More importantly, we recognized that no counterterrorism
strategy could succeed in isolation. As you know from the Pakistan
and Afghanistan strategy documents that we have made available to
the commission, our counterterrorism strategy was a part of a
broader package of strategies that addressed the complexities of
the region.
Integrating our counterterrorism and regional strategies was the
most difficult and the most important aspect of the new strategy to
get right.
Al-Qaida was both a client of and a patron to the Taliban,
which, in turn, was supported by Pakistan. Those relationships
provided al-Qaida with a powerful umbrella of protection, and we
had to sever that. This was not easy.
Not that we hadn't tried. Within a month of taking office,
President Bush sent a strong private message to President
Musharraf, urging him to use his influence with the Taliban to
bring bin Laden to justice and to close down al-Qaida training
camps. Secretary Powell actively urged the Pakistanis, including
Musharraf himself, to abandon support for the Taliban.

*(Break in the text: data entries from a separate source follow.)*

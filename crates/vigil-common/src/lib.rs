//! Vocabulary shared by the storage layer and the API server: severities,
//! notification method kinds, action-list kinds, request payloads, id
//! generation and the alarm threshold-expression grammar.

pub mod expression;
pub mod id;
pub mod types;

I remember well meeting with the Pakistani foreign minister --
and I think I referred to this meeting in my private meeting with
you -- in my office on June of 2001, and I delivered what I
considered to be a very tough message. He met that message with a
rote answer and with an expressionless response.
America's al-Qaida policy wasn't working because our Afghanistan
policy wasn't working, and our Afghanistan policy wasn't working
because our Pakistan policy wasn't working.
We recognized that America's counterterrorism policy had to be
connected to our regional strategies and to our overall foreign
policies.
To address these problems, I had to make sure that key regional
experts were involved, not just counterterrorism experts.
I brought in Zalmay Khalilzad, an expert on Afghanistan, who, as
a senior diplomat in the 1980s, had worked closely with the Afghan
mujahedeen, helping them to turn back the Soviet invasion.
I also ensured the participation of the NSC experts on South
Asia, as well as the secretary of state and his regional
specialists.
Together, we developed a new strategic approach to Afghanistan.
Instead of the intense focus on the Northern Alliance, we
emphasized the importance of the south, the social and political
heartland of the country.
Our new approach to Pakistan combined the use of carrots and
sticks to persuade Pakistan to drop its support for the Taliban.
And we began to change our approach to India to preserve stability
on the continent.
While we were developing this new strategy to deal with
al-Qaida, we also made decisions on a number of specific
anti-al-Qaida initiatives that had been proposed by Dick Clarke to
me in an early memorandum after we had taken office.
Many of these ideas had been deferred by the last
administration, and some had been on the table since 1998.
We increased counterterrorism assistance to Uzbekistan. We
bolstered the Treasury Department's activities to track and seize
terrorist assets. We increased funding for counterterrorism
activities across several agencies. And we moved to arm Predator
unmanned surveillance vehicles for action against al-Qaida.
When threat reporting increased during the spring and summer of
2001, we moved the U.S. government at all levels to a high state of
alert and activity.
Let me clear up any confusion about the relationship between the
development of our new strategy and the actions that we took to
respond to the threats of the summer.
Policy development and crisis management require different
approaches. Throughout this period, we did both simultaneously.